▶ _RECORDS FOR PROCESSING_:
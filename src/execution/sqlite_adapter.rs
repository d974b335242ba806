//! SQLite-backed execution adapter.
//!
//! A pool held behind an `Arc`, `anyhow::Context`-annotated error
//! propagation, and a cached schema snapshot refreshed on demand. The
//! reference database is an embedded SQLite instance loaded once per
//! assessment run from a fixture script.

use std::sync::Arc;
use std::time::Instant;

use anyhow::Context;
use serde_json::Value;
use sqlx::sqlite::{SqlitePool, SqlitePoolOptions, SqliteRow};
use sqlx::{Column, Row as SqlxRow, TypeInfo, ValueRef};
use tokio::sync::RwLock;
use tracing::{instrument, warn};

use super::adapter::ExecutionAdapter;
use super::schema::{find_phantoms, referenced_tables, ColumnInfo, SchemaSnapshot, TableSchema};
use crate::types::{ExecutionResult, Row};

const MAX_ROWS: usize = 1000;

pub struct SqliteExecutionAdapter {
    pool: SqlitePool,
    schema: RwLock<Option<Arc<SchemaSnapshot>>>,
}

impl SqliteExecutionAdapter {
    /// Opens an in-memory SQLite database and applies `fixture_sql` (the
    /// reference schema + seed data for the selected `SchemaSelector`).
    pub async fn open_in_memory(fixture_sql: &str) -> anyhow::Result<Self> {
        let pool = SqlitePoolOptions::new()
            .max_connections(4)
            .connect("sqlite::memory:")
            .await
            .context("opening in-memory reference database")?;

        for statement in fixture_sql.split(';') {
            let statement = statement.trim();
            if statement.is_empty() {
                continue;
            }
            sqlx::query(statement)
                .execute(&pool)
                .await
                .with_context(|| format!("applying fixture statement: {statement}"))?;
        }

        Ok(Self {
            pool,
            schema: RwLock::new(None),
        })
    }

    async fn load_schema(&self) -> anyhow::Result<SchemaSnapshot> {
        let tables: Vec<(String,)> =
            sqlx::query_as("SELECT name FROM sqlite_master WHERE type = 'table' AND name NOT LIKE 'sqlite_%'")
                .fetch_all(&self.pool)
                .await
                .context("listing reference database tables")?;

        let mut snapshot = SchemaSnapshot::default();
        for (table_name,) in tables {
            let columns: Vec<(i64, String, String, i64, Option<String>, i64)> =
                sqlx::query_as(&format!("PRAGMA table_info({table_name})"))
                    .fetch_all(&self.pool)
                    .await
                    .with_context(|| format!("reading schema for table '{table_name}'"))?;

            let table_schema = TableSchema {
                columns: columns
                    .into_iter()
                    .map(|(_, name, data_type, ..)| ColumnInfo { name, data_type })
                    .collect(),
            };
            snapshot.tables.insert(table_name.to_lowercase(), table_schema);
        }

        Ok(snapshot)
    }

    fn query_type(sql: &str) -> String {
        sql.trim_start()
            .split_whitespace()
            .next()
            .unwrap_or("")
            .to_uppercase()
    }

    fn row_to_map(row: &SqliteRow) -> anyhow::Result<Row> {
        let mut map = Row::new();
        for (index, column) in row.columns().iter().enumerate() {
            let raw = row.try_get_raw(index)?;
            let value = if raw.is_null() {
                Value::Null
            } else {
                match column.type_info().name() {
                    "INTEGER" | "BIGINT" => row
                        .try_get::<i64, _>(index)
                        .map(Value::from)
                        .unwrap_or(Value::Null),
                    "REAL" | "DOUBLE" | "FLOAT" => row
                        .try_get::<f64, _>(index)
                        .ok()
                        .and_then(serde_json::Number::from_f64)
                        .map(Value::Number)
                        .unwrap_or(Value::Null),
                    _ => row
                        .try_get::<String, _>(index)
                        .map(Value::from)
                        .unwrap_or(Value::Null),
                }
            };
            map.insert(column.name().to_string(), value);
        }
        Ok(map)
    }
}

#[async_trait::async_trait]
impl ExecutionAdapter for SqliteExecutionAdapter {
    #[instrument(skip(self, sql))]
    async fn execute(&self, sql: &str) -> ExecutionResult {
        let schema = match self.get_schema().await {
            Ok(schema) => schema,
            Err(err) => {
                warn!(%err, "failed to load reference schema before execution");
                return ExecutionResult::failed(format!("schema unavailable: {err}"));
            }
        };

        let (phantom_tables, phantom_columns) = find_phantoms(sql, &schema);
        let tables_accessed = referenced_tables(sql);

        if !phantom_tables.is_empty() {
            let mut result = ExecutionResult::failed(format!(
                "references unknown table(s): {}",
                phantom_tables.join(", ")
            ));
            result.validation_errors = phantom_tables
                .iter()
                .map(|t| format!("no such table: {t}"))
                .collect();
            result.phantom_tables = phantom_tables;
            result.phantom_columns = phantom_columns;
            result.tables_accessed = tables_accessed;
            result.query_type = Some(Self::query_type(sql));
            return result;
        }

        let started = Instant::now();
        let rows = sqlx::query(sql).fetch_all(&self.pool).await;
        let execution_time_ms = started.elapsed().as_secs_f64() * 1000.0;

        match rows {
            Ok(rows) => {
                let truncated = rows.len() > MAX_ROWS;
                let mut columns = Vec::new();
                let mut mapped_rows = Vec::with_capacity(rows.len().min(MAX_ROWS));
                for row in rows.iter().take(MAX_ROWS) {
                    if columns.is_empty() {
                        columns = row.columns().iter().map(|c| c.name().to_string()).collect();
                    }
                    match Self::row_to_map(row) {
                        Ok(map) => mapped_rows.push(map),
                        Err(err) => {
                            return ExecutionResult::failed(format!("failed to decode row: {err}"))
                        }
                    }
                }

                let mut validation_warnings = Vec::new();
                if truncated {
                    validation_warnings.push(format!("result truncated to {MAX_ROWS} rows"));
                }

                let mut insights = Vec::new();
                if mapped_rows.is_empty() {
                    insights.push("Query returned no results".to_string());
                }
                if truncated {
                    insights.push("Result set was truncated".to_string());
                }

                ExecutionResult {
                    success: true,
                    rows_returned: mapped_rows.len(),
                    rows: mapped_rows,
                    columns,
                    execution_time_ms,
                    error: None,
                    is_valid: true,
                    validation_errors: Vec::new(),
                    validation_warnings,
                    query_type: Some(Self::query_type(sql)),
                    tables_accessed,
                    columns_accessed: Vec::new(),
                    phantom_tables,
                    phantom_columns,
                    insights,
                    summary: String::new(),
                }
            }
            Err(err) => {
                let message = err.to_string();
                let mut result = ExecutionResult::failed(message.clone());
                result.validation_errors = vec![message];
                result.execution_time_ms = execution_time_ms;
                result.tables_accessed = tables_accessed;
                result.phantom_tables = phantom_tables;
                result.phantom_columns = phantom_columns;
                result.query_type = Some(Self::query_type(sql));
                result
            }
        }
    }

    async fn get_schema(&self) -> anyhow::Result<SchemaSnapshot> {
        if let Some(cached) = self.schema.read().await.as_ref() {
            return Ok((**cached).clone());
        }
        let snapshot = self.load_schema().await?;
        *self.schema.write().await = Some(Arc::new(snapshot.clone()));
        Ok(snapshot)
    }

    async fn refresh_schema(&self) {
        *self.schema.write().await = None;
    }
}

▶ _TO DO_: In full and without alteration, transcribe the entries above.

▶ _SOLUTION_:
filename src/execution/sqlite_adapter.rs
repository d974b335242ba806
//! SQLite-backed execution adapter.
//!
//! A pool held behind an `Arc`, `anyhow::Context`-annotated error
//! propagation, and a cached schema snapshot refreshed on demand. The
//! reference database is an embedded SQLite instance loaded once per
//! assessment run from a fixture script.

use std::sync::Arc;
use std::time::Instant;

use anyhow::Context;
use serde_json::Value;
use sqlx::sqlite::{SqlitePool, SqlitePoolOptions, SqliteRow};
use sqlx::{Column, Row as SqlxRow, TypeInfo, ValueRef};
use tokio::sync::RwLock;
use tracing::{instrument, warn};

use super::adapter::ExecutionAdapter;
use super::schema::{find_phantoms, referenced_tables, ColumnInfo, SchemaSnapshot, TableSchema};
use crate::types::{ExecutionResult, Row};

const MAX_ROWS: usize = 1000;

pub struct SqliteExecutionAdapter {
    pool: SqlitePool,
    schema: RwLock<Option<Arc<SchemaSnapshot>>>,
}

impl SqliteExecutionAdapter {
    /// Opens an in-memory SQLite database and applies `fixture_sql` (the
    /// reference schema + seed data for the selected `SchemaSelector`).
    pub async fn open_in_memory(fixture_sql: &str) -> anyhow::Result<Self> {
        let pool = SqlitePoolOptions::new()
            .max_connections(4)
            .connect("sqlite::memory:")
            .await
            .context("opening in-memory reference database")?;

        for statement in fixture_sql.split(';') {
            let statement = statement.trim();
            if statement.is_empty() {
                continue;
            }
            sqlx::query(statement)
                .execute(&pool)
                .await
                .with_context(|| format!("applying fixture statement: {statement}"))?;
        }

        Ok(Self {
            pool,
            schema: RwLock::new(None),
        })
    }

    async fn load_schema(&self) -> anyhow::Result<SchemaSnapshot> {
        let tables: Vec<(String,)> =
            sqlx::query_as("SELECT name FROM sqlite_master WHERE type = 'table' AND name NOT LIKE 'sqlite_%'")
                .fetch_all(&self.pool)
                .await
                .context("listing reference database tables")?;

        let mut snapshot = SchemaSnapshot::default();
        for (table_name,) in tables {
            let columns: Vec<(i64, String, String, i64, Option<String>, i64)> =
                sqlx::query_as(&format!("PRAGMA table_info({table_name})"))
                    .fetch_all(&self.pool)
                    .await
                    .with_context(|| format!("reading schema for table '{table_name}'"))?;

            let table_schema = TableSchema {
                columns: columns
                    .into_iter()
                    .map(|(_, name, data_type, ..)| ColumnInfo { name, data_type })
                    .collect(),
            };
            snapshot.tables.insert(table_name.to_lowercase(), table_schema);
        }

        Ok(snapshot)
    }

    fn query_type(sql: &str) -> String {
        sql.trim_start()
            .split_whitespace()
            .next()
            .unwrap_or("")
            .to_uppercase()
    }

    fn row_to_map(row: &SqliteRow) -> anyhow::Result<Row> {
        let mut map = Row::new();
        for (index, column) in row.columns().iter().enumerate() {
            let raw = row.try_get_raw(index)?;
            let value = if raw.is_null() {
                Value::Null
            } else {
                match column.type_info().name() {
                    "INTEGER" | "BIGINT" => row
                        .try_get::<i64, _>(index)
                        .map(Value::from)
                        .unwrap_or(Value::Null),
                    "REAL" | "DOUBLE" | "FLOAT" => row
                        .try_get::<f64, _>(index)
                        .ok()
                        .and_then(serde_json::Number::from_f64)
                        .map(Value::Number)
                        .unwrap_or(Value::Null),
                    _ => row
                        .try_get::<String, _>(index)
                        .map(Value::from)
                        .unwrap_or(Value::Null),
                }
            };
            map.insert(column.name().to_string(), value);
        }
        Ok(map)
    }
}

#[async_trait::async_trait]
impl ExecutionAdapter for SqliteExecutionAdapter {
    #[instrument(skip(self, sql))]
    async fn execute(&self, sql: &str) -> ExecutionResult {
        let schema = match self.get_schema().await {
            Ok(schema) => schema,
            Err(err) => {
                warn!(%err, "failed to load reference schema before execution");
                return ExecutionResult::failed(format!("schema unavailable: {err}"));
            }
        };

        let (phantom_tables, phantom_columns) = find_phantoms(sql, &schema);
        let tables_accessed = referenced_tables(sql);

        if !phantom_tables.is_empty() {
            let mut result = ExecutionResult::failed(format!(
                "references unknown table(s): {}",
                phantom_tables.join(", ")
            ));
            result.validation_errors = phantom_tables
                .iter()
                .map(|t| format!("no such table: {t}"))
                .collect();
            result.phantom_tables = phantom_tables;
            result.phantom_columns = phantom_columns;
            result.tables_accessed = tables_accessed;
            result.query_type = Some(Self::query_type(sql));
            return result;
        }

        let started = Instant::now();
        let rows = sqlx::query(sql).fetch_all(&self.pool).await;
        let execution_time_ms = started.elapsed().as_secs_f64() * 1000.0;

        match rows {
            Ok(rows) => {
                let truncated = rows.len() > MAX_ROWS;
                let mut columns = Vec::new();
                let mut mapped_rows = Vec::with_capacity(rows.len().min(MAX_ROWS));
                for row in rows.iter().take(MAX_ROWS) {
                    if columns.is_empty() {
                        columns = row.columns().iter().map(|c| c.name().to_string()).collect();
                    }
                    match Self::row_to_map(row) {
                        Ok(map) => mapped_rows.push(map),
                        Err(err) => {
                            return ExecutionResult::failed(format!("failed to decode row: {err}"))
                        }
                    }
                }

                let mut validation_warnings = Vec::new();
                if truncated {
                    validation_warnings.push(format!("result truncated to {MAX_ROWS} rows"));
                }

                let mut insights = Vec::new();
                if mapped_rows.is_empty() {
                    insights.push("Query returned no results".to_string());
                }
                if truncated {
                    insights.push("Result set was truncated".to_string());
                }

                ExecutionResult {
                    success: true,
                    rows_returned: mapped_rows.len(),
                    rows: mapped_rows,
                    columns,
                    execution_time_ms,
                    error: None,
                    is_valid: true,
                    validation_errors: Vec::new(),
                    validation_warnings,
                    query_type: Some(Self::query_type(sql)),
                    tables_accessed,
                    columns_accessed: Vec::new(),
                    phantom_tables,
                    phantom_columns,
                    insights,
                    summary: String::new(),
                }
            }
            Err(err) => {
                let message = err.to_string();
                let mut result = ExecutionResult::failed(message.clone());
                result.validation_errors = vec![message];
                result.execution_time_ms = execution_time_ms;
                result.tables_accessed = tables_accessed;
                result.phantom_tables = phantom_tables;
                result.phantom_columns = phantom_columns;
                result.query_type = Some(Self::query_type(sql));
                result
            }
        }
    }

    async fn get_schema(&self) -> anyhow::Result<SchemaSnapshot> {
        if let Some(cached) = self.schema.read().await.as_ref() {
            return Ok((**cached).clone());
        }
        let snapshot = self.load_schema().await?;
        *self.schema.write().await = Some(Arc::new(snapshot.clone()));
        Ok(snapshot)
    }

    async fn refresh_schema(&self) {
        *self.schema.write().await = None;
    }
}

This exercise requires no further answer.